I Ask My Sister's Ghost to Play a Game of Cribbage
       

I set up the good board with the mahogany pegs,
warm the bourbon and stir in cider.

We sit between woven peacocks on the Persian rug,
the cards blur and plume as I shuffle them.

You want to know about sex in the afterlife?
We've never spoken of the body, or its pleasures,

and I don't want to speak of them now.
It's better than poetry, she tells me anyway,

but worse than cheap whiskey.
Better than addiction, but worse than denial.

She completes the crib and we begin the count.
In a peacock's beak, a sprig of wheat shakes in braided wind.

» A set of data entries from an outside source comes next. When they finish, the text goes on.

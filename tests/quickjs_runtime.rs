use frontier_document::config::EngineConfig;
use frontier_document::js::runtime::QuickJsEngine;

#[test]
fn quickjs_executes_inline_script() {
    let engine = QuickJsEngine::new().expect("engine");
    let result: i32 = engine
        .eval_with(
            "(() => { console.log('hello from test'); return 40 + 2; })()",
            "quickjs_runtime_test.js",
        )
        .expect("script result");
    assert_eq!(result, 42);
}

#[test]
fn quickjs_reports_exception_message() {
    let engine = QuickJsEngine::new().expect("engine");
    let err = engine
        .eval("throw new TypeError('bad input');", "throwing.js")
        .unwrap_err();
    let message = err.to_string();
    assert!(message.contains("TypeError"), "{message}");
    assert!(message.contains("bad input"), "{message}");
}

#[test]
fn quickjs_drains_promise_jobs_after_eval() {
    let engine = QuickJsEngine::with_config(&EngineConfig {
        max_pending_jobs: 8,
    })
    .expect("engine");
    engine
        .eval(
            "globalThis.settled = false; Promise.resolve().then(() => { globalThis.settled = true; });",
            "promise.js",
        )
        .expect("eval");
    let settled: bool = engine.eval_with("globalThis.settled", "check.js").expect("read");
    assert!(settled);
}

#[test]
fn quickjs_zero_job_cap_runs_no_jobs() {
    let engine = QuickJsEngine::with_config(&EngineConfig {
        max_pending_jobs: 0,
    })
    .expect("engine");
    engine
        .eval(
            "globalThis.settled = false; Promise.resolve().then(() => { globalThis.settled = true; });",
            "promise.js",
        )
        .expect("eval");
    let settled: bool = engine.eval_with("globalThis.settled", "check.js").expect("read");
    assert!(!settled);
}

Better than a royal flush, she smiles, laying her cards between us
but nothing like shooting the moon.

As she moves her pegs up the board I can't help picturing the mechanics
of making love without the body—

maybe the slow deliverance of shadows fusing in a field
at dusk. Or perhaps it's more abstract—

a pair of red squares merging in a white plane, the straight lines breaking,
lacing into eights, settling into a single, momentary sphere.

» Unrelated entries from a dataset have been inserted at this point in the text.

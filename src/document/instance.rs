use serde::Deserialize;
use tracing::{debug, trace};

use crate::dom::{ElementData, ElementKind, NativeDocumentHandle, Node, NodeId, SharedTree};

use super::binding::FunctionBindingTable;
use super::error::BindingError;
use super::property::{PropertyId, PropertyTable};
use super::registry::ElementIdRegistry;
use super::value::{ArgValue, EngineValue, PropertySlot};

pub const DOCUMENT_NODE_NAME: &str = "#document";

/// How `createElement` stores the tag name it was given.
#[derive(Debug, Clone, Copy, Default, PartialEq, Eq, Deserialize)]
#[serde(rename_all = "snake_case")]
pub enum TagNameCase {
    #[default]
    Lowercase,
    Preserve,
}

impl TagNameCase {
    pub fn apply(self, tag_name: &str) -> String {
        match self {
            TagNameCase::Lowercase => tag_name.to_ascii_lowercase(),
            TagNameCase::Preserve => tag_name.to_string(),
        }
    }
}

#[derive(Debug, Clone, Default, PartialEq, Eq, Deserialize)]
#[serde(default)]
pub struct DocumentConfig {
    pub tag_name_case: TagNameCase,
}

/// The engine-facing Document object.
///
/// Owns its function bindings and identifier registry. The native tree is only
/// reachable through [`NativeDocumentHandle`], so dropping the instance leaves
/// the tree untouched.
#[derive(Debug)]
pub struct DocumentInstance {
    properties: &'static PropertyTable,
    bindings: FunctionBindingTable,
    registry: ElementIdRegistry,
    native: NativeDocumentHandle,
    body: Option<NodeId>,
    document_element: Option<NodeId>,
    config: DocumentConfig,
}

impl DocumentInstance {
    pub fn new(
        properties: &'static PropertyTable,
        native: NativeDocumentHandle,
        config: DocumentConfig,
    ) -> Self {
        let mut registry = ElementIdRegistry::new();
        if let Some(tree) = native.tree() {
            let tree = tree.borrow();
            for element in tree.elements_in_tree_order() {
                if let Some(id) = tree.element(element).and_then(ElementData::id) {
                    registry.add_element_by_id(id, element);
                }
            }
        }

        let bindings = FunctionBindingTable::new(properties);
        debug!(
            target: "document",
            attached = native.is_attached(),
            identifiers = registry.len(),
            "document instance created"
        );

        Self {
            properties,
            bindings,
            registry,
            native,
            body: None,
            document_element: None,
            config,
        }
    }

    pub fn properties(&self) -> &'static PropertyTable {
        self.properties
    }

    pub fn bindings(&self) -> &FunctionBindingTable {
        &self.bindings
    }

    pub fn registry(&self) -> &ElementIdRegistry {
        &self.registry
    }

    pub fn native(&self) -> &NativeDocumentHandle {
        &self.native
    }

    pub fn config(&self) -> &DocumentConfig {
        &self.config
    }

    fn tree(&self) -> Result<SharedTree, BindingError> {
        self.native.tree().ok_or(BindingError::Detached)
    }

    /// Resolves a property read. Names outside the dispatch table delegate to
    /// the base node behaviour.
    pub fn get_property(&mut self, name: &str) -> PropertySlot {
        let Some(property) = self.properties.resolve(name) else {
            trace!(target: "document", name, "property delegated to node");
            return PropertySlot::Delegate;
        };

        match property {
            PropertyId::Body => PropertySlot::Value(EngineValue::from_node(self.body())),
            PropertyId::DocumentElement => {
                PropertySlot::Value(EngineValue::from_node(self.document_element()))
            }
            PropertyId::NodeName => {
                PropertySlot::Value(EngineValue::String(DOCUMENT_NODE_NAME.to_string()))
            }
            PropertyId::All => PropertySlot::Value(EngineValue::Collection(self.all())),
            callable => PropertySlot::Callable(callable),
        }
    }

    pub fn property_names(&self) -> impl ExactSizeIterator<Item = &'static str> + Clone {
        self.properties.names()
    }

    /// Calls the function bound to `name`.
    pub fn invoke(&mut self, name: &str, args: &[ArgValue]) -> Result<EngineValue, BindingError> {
        let entry = self
            .bindings
            .by_name(name)
            .map(|binding| binding.entry())
            .ok_or_else(|| BindingError::NotCallable(name.to_string()))?;
        entry(self, args)
    }

    /// The cached body element, re-resolved when the cache no longer matches
    /// the tree.
    pub fn body(&mut self) -> Option<NodeId> {
        let Some(tree) = self.native.tree() else {
            self.body = None;
            return None;
        };
        let tree = tree.borrow();
        let current = tree.body();
        if self.body != current {
            self.body = current;
        }
        self.body
    }

    pub fn document_element(&mut self) -> Option<NodeId> {
        let Some(tree) = self.native.tree() else {
            self.document_element = None;
            return None;
        };
        let tree = tree.borrow();
        let current = tree.document_element();
        if self.document_element != current {
            self.document_element = current;
        }
        self.document_element
    }

    /// Every element in tree order.
    pub fn all(&self) -> Vec<NodeId> {
        let Some(tree) = self.native.tree() else {
            return Vec::new();
        };
        let tree = tree.borrow();
        tree.elements_in_tree_order()
    }

    pub fn create_element(&mut self, args: &[ArgValue]) -> Result<EngineValue, BindingError> {
        const METHOD: &str = "createElement";
        let tag_name = string_arg(METHOD, args)?;
        if tag_name.is_empty() {
            return Err(BindingError::ArgumentType {
                method: METHOD,
                message: "The tag name provided ('') is not a valid name.".to_string(),
            });
        }

        let tag_name = self.config.tag_name_case.apply(tag_name);
        let element = self.tree()?.borrow_mut().create_element(&tag_name);
        trace!(target: "document", element, tag = %tag_name, "element created");
        Ok(EngineValue::Node(element))
    }

    pub fn create_text_node(&mut self, args: &[ArgValue]) -> Result<EngineValue, BindingError> {
        let data = coerced_arg("createTextNode", args)?;
        let node = self.tree()?.borrow_mut().create_text(&data);
        Ok(EngineValue::Node(node))
    }

    pub fn create_comment(&mut self, args: &[ArgValue]) -> Result<EngineValue, BindingError> {
        let data = coerced_arg("createComment", args)?;
        let node = self.tree()?.borrow_mut().create_comment(&data);
        Ok(EngineValue::Node(node))
    }

    pub fn get_element_by_id(&mut self, args: &[ArgValue]) -> Result<EngineValue, BindingError> {
        let id = string_arg("getElementById", args)?;
        Ok(EngineValue::from_node(self.registry.get_element_by_id(id)))
    }

    pub fn get_elements_by_tag_name(
        &mut self,
        args: &[ArgValue],
    ) -> Result<EngineValue, BindingError> {
        let tag_name = string_arg("getElementsByTagName", args)?;
        let Some(tree) = self.native.tree() else {
            return Ok(EngineValue::Collection(Vec::new()));
        };
        let elements = tree.borrow().elements_by_tag_name(tag_name);
        Ok(EngineValue::Collection(elements))
    }

    pub fn add_element_by_id(&mut self, id: &str, element: NodeId) {
        self.registry.add_element_by_id(id, element);
    }

    pub fn remove_element_by_id(&mut self, id: &str, element: NodeId) {
        self.registry.remove_element_by_id(id, element);
    }

    pub fn set_attribute(
        &mut self,
        node: NodeId,
        name: &str,
        value: &str,
    ) -> Result<(), BindingError> {
        let tree = self.tree()?;
        tree.borrow_mut()
            .set_attribute(node, name, value, &mut self.registry)?;
        Ok(())
    }

    pub fn remove_attribute(&mut self, node: NodeId, name: &str) -> Result<(), BindingError> {
        let tree = self.tree()?;
        tree.borrow_mut()
            .remove_attribute(node, name, &mut self.registry)?;
        Ok(())
    }

    pub fn append_child(&mut self, parent: NodeId, child: NodeId) -> Result<(), BindingError> {
        self.tree()?.borrow_mut().append_child(parent, child)?;
        Ok(())
    }

    pub fn remove_child(&mut self, parent: NodeId, child: NodeId) -> Result<(), BindingError> {
        self.tree()?.borrow_mut().remove_child(parent, child)?;
        Ok(())
    }

    /// Destroys a node and its subtree, dropping their identifiers.
    pub fn destroy_node(&mut self, node: NodeId) -> Result<(), BindingError> {
        let tree = self.tree()?;
        tree.borrow_mut().destroy(node, &mut self.registry)?;
        Ok(())
    }

    fn with_node<T>(&self, node: NodeId, f: impl FnOnce(&Node) -> T) -> Option<T> {
        let tree = self.native.tree()?;
        let tree = tree.borrow();
        tree.node(node).map(f)
    }

    pub fn node_type(&self, node: NodeId) -> Option<u16> {
        self.with_node(node, Node::node_type)
    }

    pub fn node_name(&self, node: NodeId) -> Option<String> {
        self.with_node(node, Node::node_name)
    }

    pub fn tag_name(&self, node: NodeId) -> Option<String> {
        self.with_node(node, |node| {
            node.as_element().map(|element| element.tag_name().to_string())
        })
        .flatten()
    }

    pub fn element_kind(&self, node: NodeId) -> Option<ElementKind> {
        self.with_node(node, |node| node.as_element().map(ElementData::kind))
            .flatten()
    }

    pub fn attribute(&self, node: NodeId, name: &str) -> Option<String> {
        let tree = self.native.tree()?;
        let tree = tree.borrow();
        tree.attribute(node, name).map(str::to_string)
    }

    pub fn text_content(&self, node: NodeId) -> Option<String> {
        let tree = self.native.tree()?;
        let text = tree.borrow().text_content(node);
        text
    }

    pub fn parent_node(&self, node: NodeId) -> Option<NodeId> {
        self.with_node(node, Node::parent).flatten()
    }

    pub fn child_nodes(&self, node: NodeId) -> Vec<NodeId> {
        self.with_node(node, |node| node.children().to_vec())
            .unwrap_or_default()
    }
}

impl Drop for DocumentInstance {
    fn drop(&mut self) {
        debug!(
            target: "document",
            identifiers = self.registry.len(),
            tree_alive = self.native.is_attached(),
            "document instance released"
        );
    }
}

fn require_args(method: &'static str, args: &[ArgValue], required: usize) -> Result<(), BindingError> {
    if args.len() < required {
        return Err(BindingError::ArgumentCount {
            method,
            required,
            given: args.len(),
        });
    }
    Ok(())
}

fn string_arg<'a>(method: &'static str, args: &'a [ArgValue]) -> Result<&'a str, BindingError> {
    require_args(method, args, 1)?;
    args[0].as_str().ok_or_else(|| BindingError::ArgumentType {
        method,
        message: format!(
            "parameter 1 is not of type 'string' (got {}).",
            args[0].type_name()
        ),
    })
}

fn coerced_arg(method: &'static str, args: &[ArgValue]) -> Result<String, BindingError> {
    require_args(method, args, 1)?;
    Ok(args[0].coerce_to_string())
}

It's true there are times I've merged without touching.
When I lie down in the meadow where we spread your ashes, I tell her,

it's as if the world seeps into me, plaits me to the blue-eyed grass,
unfurls a vine around my throat.

She lowers her cards, picks at the carpet's warp.
Well, she asks, do you like it?

Like what? I answer, ashamed I can't follow.
That urgency. Death's breath on your neck,

finding, even there, a current of kindness,
the faint scent of hyssop.

And though the grip nearly splits me,
I realize, for the first time, that I do.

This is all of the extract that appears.